In recent years, the Ways and Means Subcommittees on Oversight and Health have held numerous hearings on the implementation of the Affordable Care Act, including the new tax burdens under the law, the improper administration of tax credits, and taxpayer rights. This morning’s hearing will explore the Affordable Care Act’s income and eligibility verification system, which lies at the nexus of all three of these concerns. What is increasingly clear is that even if this system works as it is intended, there is potential for a nightmare scenario during the 2015 tax-filing season.
Under the Affordable Care Act, the Internal Revenue Service will distribute over $1 trillion dollars in new premium subsidies over the next decade. To administer these subsidies accurately the federal government requires precise and timely information about income, family status, the availability of employer-sponsored insurance, and other eligibility information. Yet after implementation delays, failures of healthcare.gov, and poor administration, the federal government lacks this information, but has nonetheless begun to pay out billions of dollars in potentially incorrect premium subsidies.
We know from experience where this story leads, and it does not end well for American taxpayers. The rate of improper payments across the federal government is 4.35 percent. The rate of improper payments for the Earned Income Tax Credit – which, like premium subsides is paid based on income calculations – is approximately 22 percent – the worst error rate in government. If this new subsidy is implemented with the average degree of improper payment – the low end for the IRS – the federal government will pay out over $44 billion in improper payments. If premium subsidies are administered with the same degree of accuracy as the Earned Income Tax Credit, the federal government will pay a whopping $220 billion in improper payments over ten years.

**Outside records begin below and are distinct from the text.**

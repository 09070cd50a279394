//! Scripted prompter implementation for testing

use std::collections::VecDeque;

use crate::traits::*;
use crate::types::*;

/// Token that a script uses to press the cancel key
pub const CANCEL: &str = "<cancel>";

/// Prompter that replays canned answers and records everything shown
///
/// An empty answer takes the question's default, as a console would. Running
/// out of answers behaves like closed input.
#[derive(Debug, Clone, Default)]
pub struct ScriptedPrompter {
    answers: VecDeque<String>,
    /// Questions asked, in order
    pub asked: Vec<String>,
    /// Informational lines shown
    pub said: Vec<String>,
    /// Warning lines shown
    pub warned: Vec<String>,
}

impl ScriptedPrompter {
    /// Create a prompter that answers with `answers` in order
    pub fn new<I, S>(answers: I) -> Self
    where
        I: IntoIterator<Item = S>,
        S: Into<String>,
    {
        Self {
            answers: answers.into_iter().map(Into::into).collect(),
            ..Self::default()
        }
    }

    /// Answers not consumed yet
    pub fn remaining(&self) -> usize {
        self.answers.len()
    }
}

impl Prompter for ScriptedPrompter {
    fn ask(&mut self, question: &Question) -> ImportResult<Reply> {
        self.asked.push(question.text.clone());
        let answer = self.answers.pop_front().ok_or(ImportError::PromptClosed)?;

        if answer == CANCEL {
            return Ok(Reply::Cancel);
        }
        match (&question.default, answer.trim().is_empty()) {
            (Some(default), true) => Ok(Reply::Text(default.clone())),
            _ => Ok(Reply::Text(answer)),
        }
    }

    fn say(&mut self, message: &str) {
        self.said.push(message.to_string());
    }

    fn warn(&mut self, message: &str) {
        self.warned.push(message.to_string());
    }
}

#[cfg(test)]
mod tests {
    use super::*;

    #[test]
    fn test_replays_answers_and_defaults() {
        let mut prompter = ScriptedPrompter::new(["", "x", CANCEL]);
        let question = Question::new("? ").with_default("d");

        assert_eq!(prompter.ask(&question).unwrap(), Reply::Text("d".to_string()));
        assert_eq!(prompter.ask(&question).unwrap(), Reply::Text("x".to_string()));
        assert_eq!(prompter.ask(&question).unwrap(), Reply::Cancel);
        assert!(matches!(
            prompter.ask(&question),
            Err(ImportError::PromptClosed)
        ));
        assert_eq!(prompter.asked.len(), 4);
    }

    #[test]
    fn test_ask_valid_reprompts() {
        let mut prompter = ScriptedPrompter::new(["nope", "42"]);
        let value = ask_valid(&mut prompter, &Question::new("n? "), |s| {
            s.parse::<u32>()
                .map_err(|_| ImportError::Validation("Not a number".to_string()))
        })
        .unwrap();

        assert_eq!(value, Some(42));
        assert_eq!(prompter.warned, vec!["Not a number".to_string()]);
    }
}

Although these subsidies are going directly to insurers, next year the IRS will be in the position of recouping overpayments directly from individuals. Many of these individuals will end up with unexpected tax debt through no fault of their own – but from simply not understanding the quirks and complexities of the President’s health care law. The rules regarding employer sponsored insurance, for example, can leave a taxpayer owing the IRS the entirety of their subsidy payments.
These are not hypothetical problems in the distant future – these are problems developing right now, and ones that will haunt taxpayers and businesses during the next filing season. I hope today’s hearing will cast new light on these issues, and thank our guests for joining us in this important discussion.